I got stuck the other day trying to tackle the following problem :

Let $ \left \{ f_n\left. \right \} \right. $ be a sequence of differentiable functions : $ f_n \quad : [0,1] \to \mathbb{R} $ with $ ||f'_n||_{\infty} \leq 1 $

Suppose $$ \lim_{n \to \infty} \int^{1}_{0} f_n(x)g(x)dx=0 \quad (2)$$ For all continuous functions $ g:[0,1] \to \mathbb{R} $

Prove that $ f_n $ converges uniformly to $ 0 $ .

My progress so far is near trivial. I concluded using equicontinuity that it is sufficient to show pointwise convergence to some function $ f $ and then use dominated convergence to $ (2) $ and then after some use of the problem's linearity and weierstrass approximation theorem with polynomials conclude that $$ f {\equiv } 0 $$ .

I also got a trivial bound on $$ ||f_{n}||_{\infty} \leq \frac{1}{2} $$ ( if i didn't make any mistakes in calculations ) using the fact that $$ (f_n(x)-x)' \leq 0 $$ and $$ (f_{n}(x)+x)' \geq 0 $$

I can also obtain a uniformly convergent subsequence to $ 0 $ using Arzela-Ascoli but that doesn't seem to help much.

I would prefer , a slight/mild hint to point me to the right direction , rather than a complete solution .

Answer 1

I am not sure the bound $\Vert f_n\Vert_\infty\le \frac12$ is correct. The sequence of constant functions $f_n(x)=\frac4n$ satisfies all your hypotheses. Take $g=1$ and use the mean value theorem to find $x_n\in [0,1]$ such that $f_n(x_n)=\int_0^1f_n(x)\,dx\to 0$. Using this and the bounds on the derivatives, you can prove that the sequence is equibounded and equi-integrable and then use Ascoli-Arzela. Is this a sufficient hint? It is not clear on where you are stuck.

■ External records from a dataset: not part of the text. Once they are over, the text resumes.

//! Redis cache for generated diagnosis narratives
//!
//! Keyed by the deterministic query string built from gas readings and
//! user parameters; a hit skips the generation call entirely. The service
//! runs without the cache when Redis is unavailable.

use std::env;

use redis::{AsyncCommands, Client};

use crate::model::DiagnosisNarrative;

// Environment variable names
const ENV_REDIS_HOST: &str = "DGA_AGENT_REDIS_HOST";
const ENV_REDIS_PORT: &str = "DGA_AGENT_REDIS_PORT";
const ENV_REDIS_PASSWORD: &str = "DGA_AGENT_REDIS_PASSWORD";
const ENV_REDIS_DB: &str = "DGA_AGENT_REDIS_DB";
const ENV_CACHE_TTL: &str = "DGA_AGENT_CACHE_TTL";

// Default values
const DEFAULT_REDIS_HOST: &str = "127.0.0.1";
const DEFAULT_REDIS_PORT: &str = "6379";
const DEFAULT_REDIS_DB: &str = "0";
const DEFAULT_TTL_SECONDS: u64 = 24 * 60 * 60; // 1 day

const PREFIX_NARRATIVE: &str = "narrative:";

#[derive(Debug, thiserror::Error)]
#[non_exhaustive]
pub enum CacheError {
    #[error("Redis connection error: {0}")]
    Connection(#[from] redis::RedisError),

    #[error("Serialization error: {0}")]
    Serialization(String),

    #[error("Cache miss for key: {0}")]
    Miss(String),
}

/// Redis-based cache for generated narratives
#[derive(Clone)]
pub struct DiagnosisCache {
    client: Client,
    ttl_seconds: u64,
}

impl DiagnosisCache {
    /// Create a new cache instance and verify connection
    ///
    /// Configuration via environment variables:
    /// - `DGA_AGENT_REDIS_HOST` - Redis host (default: 127.0.0.1)
    /// - `DGA_AGENT_REDIS_PORT` - Redis port (default: 6379)
    /// - `DGA_AGENT_REDIS_PASSWORD` - Redis password (default: none)
    /// - `DGA_AGENT_REDIS_DB` - Redis database number (default: 0)
    /// - `DGA_AGENT_CACHE_TTL` - Cache TTL in seconds (default: 86400)
    pub async fn new() -> Result<Self, CacheError> {
        let host = env::var(ENV_REDIS_HOST).unwrap_or_else(|_| DEFAULT_REDIS_HOST.to_string());
        let port = env::var(ENV_REDIS_PORT).unwrap_or_else(|_| DEFAULT_REDIS_PORT.to_string());
        let password = env::var(ENV_REDIS_PASSWORD).ok();
        let db = env::var(ENV_REDIS_DB).unwrap_or_else(|_| DEFAULT_REDIS_DB.to_string());

        let ttl_seconds = env::var(ENV_CACHE_TTL)
            .ok()
            .and_then(|s| s.parse().ok())
            .unwrap_or(DEFAULT_TTL_SECONDS);

        // Build Redis URL: redis://[password@]host:port/db
        let redis_url = match password {
            Some(pwd) if !pwd.is_empty() => format!("redis://:{}@{}:{}/{}", pwd, host, port, db),
            _ => format!("redis://{}:{}/{}", host, port, db),
        };

        tracing::debug!(host = %host, port = %port, db = %db, "Connecting to Redis");

        let client = Client::open(redis_url)?;

        // Test the connection by pinging Redis
        let mut conn = client.get_multiplexed_async_connection().await?;
        let _: String = redis::cmd("PING").query_async(&mut conn).await?;

        tracing::info!(host = %host, port = %port, "Redis connection established");

        Ok(Self {
            client,
            ttl_seconds,
        })
    }

    /// Get a cached narrative by its query key
    pub async fn get_narrative(&self, query: &str) -> Result<DiagnosisNarrative, CacheError> {
        let key = format!("{}{}", PREFIX_NARRATIVE, query);
        let mut conn = self.client.get_multiplexed_async_connection().await?;

        let cached: Option<String> = conn.get(&key).await?;
        let json = cached.ok_or_else(|| CacheError::Miss(key.clone()))?;

        serde_json::from_str(&json).map_err(|e| CacheError::Serialization(e.to_string()))
    }

    /// Cache a narrative under its query key
    pub async fn set_narrative(
        &self,
        query: &str,
        narrative: &DiagnosisNarrative,
    ) -> Result<(), CacheError> {
        let key = format!("{}{}", PREFIX_NARRATIVE, query);
        let json = serde_json::to_string(narrative)
            .map_err(|e| CacheError::Serialization(e.to_string()))?;

        let mut conn = self.client.get_multiplexed_async_connection().await?;
        let _: () = conn.set_ex(&key, json, self.ttl_seconds).await?;

        tracing::debug!(key = %key, "Cached narrative");
        Ok(())
    }
}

Edit Start from a subsequence $f_{n_k}$. Using Ascoli-Arzela you can find a durther subsequence $f_{n_{k_j}}$ which converges uniformly to some function $f$. Now use Weierstrass approximation theorem with polynomials to show that $f=0$. Hence, for every subsequence $f_{n_k}$ you can find a further subsequence $f_{n_{k_j}}$ which converges uniformly to $0$. This implies that the original sequence must converge uniformly to zero.

I am using a general fact about sequences in metric spaces. See the lemma in the link sequences

Answer 2

This is a "manual" solution to prove the pointwise convergence. I think one can skip the first two steps by taking $g$ to be a hat function.

• Show that there is a constant $M$ such that $\lVert f_n \rVert_\infty \leq M$ for all $n$.
• Show that we have in fact $$ \lim_{n \to \infty} \int^{1}_{0} f_n(x)g(x)dx=0$$ for any $g \in L^1([0,1])$. (use a sequence $g_k$ of continuous functions that converges to $g$ in $L^1([0,1])$).
• Let $\varepsilon >0$, $a\in (0,1)$ and $g=1_{(a-\varepsilon,a+\varepsilon)}$ for $\varepsilon$ small enough. Prove that $f_n(a) \leq 2\varepsilon$ for $n$ large enough.